Federal rules divide wells into six classes based on the material they hold and the industry that produced it. Class 1 wells handle the most hazardous materials, including fertilizers, acids and deadly compounds such as asbestos, PCBs and cyanide. The energy industry has its own category, Class 2, which includes disposal wells and wells in which fluids are injected to force out trapped oil and gas. The most common wells, called Class 5, are a sort of catch-all for everything left over from the other categories, including storm-water runoff from gas stations.

The EPA requires that Class 1 and 2 injection wells be drilled the deepest to assure that the most toxic waste is pushed far below drinking water aquifers.
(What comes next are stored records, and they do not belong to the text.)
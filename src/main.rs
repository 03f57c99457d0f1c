//! Obra Gestor Entry Point
//!
//! Loads configuration, opens the site database and reports what is tracked.

use std::path::PathBuf;

use obra_gestor::commands::{list_deliveries, list_pending_items};
use obra_gestor::config::AppConfig;

#[tokio::main]
async fn main() {
    let config_path = std::env::args().nth(1).map(PathBuf::from);
    let config = match AppConfig::load(config_path.as_deref()) {
        Ok(config) => config,
        Err(e) => {
            eprintln!("Invalid configuration: {}", e);
            std::process::exit(1);
        }
    };

    let state = match obra_gestor::bootstrap(config).await {
        Ok(state) => state,
        Err(e) => {
            log::error!("Startup failed: {}", e);
            eprintln!("Startup failed: {}", e);
            std::process::exit(1);
        }
    };

    let pending = list_pending_items(&state);
    println!("{} pending items", pending.len());
    for item in pending {
        println!(
            "  [{}] {} ({}, due {})",
            item.status().as_str(),
            item.title,
            item.priority.as_str(),
            item.deadline
        );
    }

    let deliveries = list_deliveries(&state);
    println!("{} deliveries", deliveries.len());
    for d in deliveries {
        println!(
            "  [{}] {} {} {} from {}",
            d.status().as_str(),
            d.quantity,
            d.unit,
            d.material,
            d.supplier
        );
    }
    log::info!("Startup summary printed");
}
Both types of wells are supposed to be walled with multiple layers of steel tubing and cement and regularly monitored for cracks.

Officials' confidence in this manner of disposal stems not only from safety precautions, but from an understanding of how rock formations trap fluid.
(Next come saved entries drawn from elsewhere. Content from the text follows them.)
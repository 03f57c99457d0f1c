//! Delivery Item Entity
//!
//! A material shipment with a scheduling-and-receipt lifecycle:
//! `Scheduled -> Arrived -> Checked | Issue`.

use chrono::NaiveDateTime;
use serde::{Deserialize, Serialize};

use super::entity::{DomainError, DomainResult, Entity};

/// Delivery lifecycle status
#[derive(Debug, Clone, Copy, PartialEq, Eq, Hash, Serialize, Deserialize, Default)]
#[serde(rename_all = "snake_case")]
pub enum DeliveryStatus {
    #[default]
    Scheduled,
    Arrived,
    Checked,
    Issue,
}

impl DeliveryStatus {
    pub fn as_str(&self) -> &'static str {
        match self {
            DeliveryStatus::Scheduled => "scheduled",
            DeliveryStatus::Arrived => "arrived",
            DeliveryStatus::Checked => "checked",
            DeliveryStatus::Issue => "issue",
        }
    }

    pub fn is_terminal(&self) -> bool {
        matches!(self, DeliveryStatus::Checked | DeliveryStatus::Issue)
    }
}

/// Result chosen by the receiver when confirming a delivery
#[derive(Debug, Clone, Copy, PartialEq, Eq)]
pub enum ReceiptOutcome {
    Checked,
    Issue,
}

impl ReceiptOutcome {
    pub fn status(&self) -> DeliveryStatus {
        match self {
            ReceiptOutcome::Checked => DeliveryStatus::Checked,
            ReceiptOutcome::Issue => DeliveryStatus::Issue,
        }
    }
}

/// Receiver identity and signature captured at the gate
#[derive(Debug, Clone, Default, PartialEq, Eq)]
pub struct Receipt {
    pub receiver_name: String,
    /// Encoded signature image
    pub signature: String,
}

impl Receipt {
    pub fn new(receiver_name: impl Into<String>, signature: impl Into<String>) -> Self {
        Self {
            receiver_name: receiver_name.into(),
            signature: signature.into(),
        }
    }

    /// Both fields present; the confirm actions stay disabled otherwise
    pub fn is_complete(&self) -> bool {
        !self.receiver_name.trim().is_empty() && !self.signature.is_empty()
    }
}

/// Input for scheduling a delivery
#[derive(Debug, Clone, PartialEq)]
pub struct NewDelivery {
    pub material: String,
    pub supplier: String,
    pub quantity: f64,
    pub unit: String,
    pub scheduled_arrival: NaiveDateTime,
    pub invoice_number: Option<String>,
}

/// A tracked material shipment
#[derive(Debug, Clone, PartialEq, Serialize, Deserialize)]
#[serde(rename_all = "camelCase")]
pub struct DeliveryItem {
    pub id: String,
    pub material: String,
    pub supplier: String,
    pub quantity: f64,
    pub unit: String,
    #[serde(rename = "arrivalDate")]
    pub scheduled_arrival: NaiveDateTime,
    #[serde(default, skip_serializing_if = "Option::is_none")]
    pub invoice_number: Option<String>,
    status: DeliveryStatus,
    #[serde(default, skip_serializing_if = "Option::is_none")]
    received_by: Option<String>,
    /// Epoch milliseconds
    #[serde(default, skip_serializing_if = "Option::is_none")]
    received_at: Option<i64>,
    #[serde(default, skip_serializing_if = "Option::is_none")]
    signature: Option<String>,
    #[serde(default, skip_serializing_if = "Option::is_none")]
    issue_reported: Option<bool>,
}

impl DeliveryItem {
    /// Map a submitted form to a new `Scheduled` record
    pub fn create(id: String, input: NewDelivery) -> DomainResult<Self> {
        if !input.quantity.is_finite() || input.quantity <= 0.0 {
            return Err(DomainError::InvalidInput(
                "quantity must be a positive number".to_string(),
            ));
        }

        Ok(Self {
            id,
            material: required(input.material, "material")?,
            supplier: required(input.supplier, "supplier")?,
            quantity: input.quantity,
            unit: required(input.unit, "unit")?,
            scheduled_arrival: input.scheduled_arrival,
            invoice_number: input
                .invoice_number
                .map(|n| n.trim().to_string())
                .filter(|n| !n.is_empty()),
            status: DeliveryStatus::Scheduled,
            received_by: None,
            received_at: None,
            signature: None,
            issue_reported: None,
        })
    }

    pub fn status(&self) -> DeliveryStatus {
        self.status
    }

    pub fn received_by(&self) -> Option<&str> {
        self.received_by.as_deref()
    }

    pub fn received_at(&self) -> Option<i64> {
        self.received_at
    }

    pub fn signature(&self) -> Option<&str> {
        self.signature.as_deref()
    }

    /// `None` until the delivery has been received
    pub fn issue_reported(&self) -> Option<bool> {
        self.issue_reported
    }

    pub fn mark_arrived(&mut self) -> DomainResult<()> {
        if self.status != DeliveryStatus::Scheduled {
            return Err(DomainError::invalid_transition(self.status.as_str(), "mark arrived"));
        }
        self.status = DeliveryStatus::Arrived;
        Ok(())
    }

    /// Confirm receipt of an arrived delivery.
    ///
    /// Blocked unless the delivery is `Arrived` and the receipt carries both a
    /// receiver name and a signature.
    pub fn receive(
        &mut self,
        receipt: &Receipt,
        outcome: ReceiptOutcome,
        received_at: i64,
    ) -> DomainResult<DeliveryStatus> {
        if self.status != DeliveryStatus::Arrived {
            return Err(DomainError::invalid_transition(self.status.as_str(), "receive"));
        }
        if !receipt.is_complete() {
            return Err(DomainError::InvalidInput(
                "receiver name and signature are required".to_string(),
            ));
        }

        self.status = outcome.status();
        self.received_by = Some(receipt.receiver_name.trim().to_string());
        self.received_at = Some(received_at);
        self.signature = Some(receipt.signature.clone());
        self.issue_reported = Some(outcome == ReceiptOutcome::Issue);
        Ok(self.status)
    }
}

impl Entity for DeliveryItem {
    type Id = String;

    fn id(&self) -> &Self::Id {
        &self.id
    }
}

/// Coerce a quantity typed into the form into a positive number.
///
/// Accepts a decimal comma ("2,5").
pub fn parse_quantity(raw: &str) -> DomainResult<f64> {
    let normalized = raw.trim().replace(',', ".");
    match normalized.parse::<f64>() {
        Ok(q) if q.is_finite() && q > 0.0 => Ok(q),
        _ => Err(DomainError::InvalidInput(format!(
            "quantity must be a positive number, got {:?}",
            raw
        ))),
    }
}

fn required(value: String, field: &str) -> DomainResult<String> {
    let trimmed = value.trim();
    if trimmed.is_empty() {
        return Err(DomainError::InvalidInput(format!("{} is required", field)));
    }
    Ok(trimmed.to_string())
}

#[cfg(test)]
mod tests {
    use super::*;

    fn cement() -> DeliveryItem {
        DeliveryItem::create(
            "1".to_string(),
            NewDelivery {
                material: "Cement".to_string(),
                supplier: "ABC Log".to_string(),
                quantity: 50.0,
                unit: "bags".to_string(),
                scheduled_arrival: NaiveDateTime::parse_from_str("2024-06-01T08:30", "%Y-%m-%dT%H:%M").unwrap(),
                invoice_number: None,
            },
        )
        .unwrap()
    }

    #[test]
    fn test_create_starts_scheduled_without_receipt() {
        let delivery = cement();
        assert_eq!(delivery.status(), DeliveryStatus::Scheduled);
        assert!(delivery.received_by().is_none());
        assert!(delivery.received_at().is_none());
        assert!(delivery.signature().is_none());
        assert!(delivery.issue_reported().is_none());
    }

    #[test]
    fn test_create_rejects_non_positive_quantity() {
        let input = NewDelivery {
            material: "Sand".to_string(),
            supplier: "Quarry".to_string(),
            quantity: 0.0,
            unit: "m3".to_string(),
            scheduled_arrival: NaiveDateTime::parse_from_str("2024-06-01T08:30", "%Y-%m-%dT%H:%M").unwrap(),
            invoice_number: Some("  ".to_string()),
        };
        assert!(matches!(
            DeliveryItem::create("1".to_string(), input),
            Err(DomainError::InvalidInput(_))
        ));
    }

    #[test]
    fn test_receipt_blocked_without_signature() {
        let mut delivery = cement();
        delivery.mark_arrived().unwrap();

        let err = delivery
            .receive(&Receipt::new("Joao", ""), ReceiptOutcome::Checked, 10)
            .unwrap_err();
        assert!(matches!(err, DomainError::InvalidInput(_)));
        assert_eq!(delivery.status(), DeliveryStatus::Arrived);
        assert!(delivery.received_by().is_none());

        let err = delivery
            .receive(&Receipt::new(" ", "data:image/png;base64,AAA"), ReceiptOutcome::Checked, 10)
            .unwrap_err();
        assert!(matches!(err, DomainError::InvalidInput(_)));
    }

    #[test]
    fn test_receipt_populates_all_fields() {
        let mut delivery = cement();
        delivery.mark_arrived().unwrap();

        let status = delivery
            .receive(&Receipt::new("Joao", "sig"), ReceiptOutcome::Issue, 1_717_000_000_000)
            .unwrap();
        assert_eq!(status, DeliveryStatus::Issue);
        assert_eq!(delivery.received_by(), Some("Joao"));
        assert_eq!(delivery.received_at(), Some(1_717_000_000_000));
        assert_eq!(delivery.signature(), Some("sig"));
        assert_eq!(delivery.issue_reported(), Some(true));
    }

    #[test]
    fn test_checked_outcome_clears_issue_flag() {
        let mut delivery = cement();
        delivery.mark_arrived().unwrap();
        delivery
            .receive(&Receipt::new("Joao", "sig"), ReceiptOutcome::Checked, 5)
            .unwrap();
        assert_eq!(delivery.status(), DeliveryStatus::Checked);
        assert_eq!(delivery.issue_reported(), Some(false));
    }

    #[test]
    fn test_receive_requires_arrived() {
        let mut delivery = cement();
        let err = delivery
            .receive(&Receipt::new("Joao", "sig"), ReceiptOutcome::Checked, 5)
            .unwrap_err();
        assert!(matches!(err, DomainError::InvalidTransition { .. }));

        delivery.mark_arrived().unwrap();
        assert!(delivery.mark_arrived().is_err());
        delivery
            .receive(&Receipt::new("Joao", "sig"), ReceiptOutcome::Checked, 5)
            .unwrap();
        assert!(delivery
            .receive(&Receipt::new("Joao", "sig"), ReceiptOutcome::Issue, 6)
            .is_err());
        assert!(delivery.status().is_terminal());
    }

    #[test]
    fn test_parse_quantity() {
        assert_eq!(parse_quantity("50").unwrap(), 50.0);
        assert_eq!(parse_quantity(" 2,5 ").unwrap(), 2.5);
        assert!(parse_quantity("-3").is_err());
        assert!(parse_quantity("abc").is_err());
        assert!(parse_quantity("").is_err());
    }

    #[test]
    fn test_serialized_field_names() {
        let mut delivery = cement();
        let json = serde_json::to_value(&delivery).unwrap();
        assert_eq!(json["arrivalDate"], "2024-06-01T08:30:00");
        assert_eq!(json["status"], "scheduled");
        assert!(json.get("receivedBy").is_none());

        delivery.mark_arrived().unwrap();
        delivery
            .receive(&Receipt::new("Joao", "sig"), ReceiptOutcome::Checked, 5)
            .unwrap();
        let json = serde_json::to_value(&delivery).unwrap();
        assert_eq!(json["receivedBy"], "Joao");
        assert_eq!(json["issueReported"], false);
    }
}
Underground waste, officials say, is contained by layer after layer of impermeable rock. If one layer leaks, the next blocks the waste from spreading before it reaches groundwater. The laws of physics and fluid dynamics should ensure that the waste can't spread far and is diluted as it goes.

The layering "is a very strong phenomenon and it's on our side," said Susan Hovorka, a senior research scientist at the University of Texas at Austin's Bureau of Economic Geology.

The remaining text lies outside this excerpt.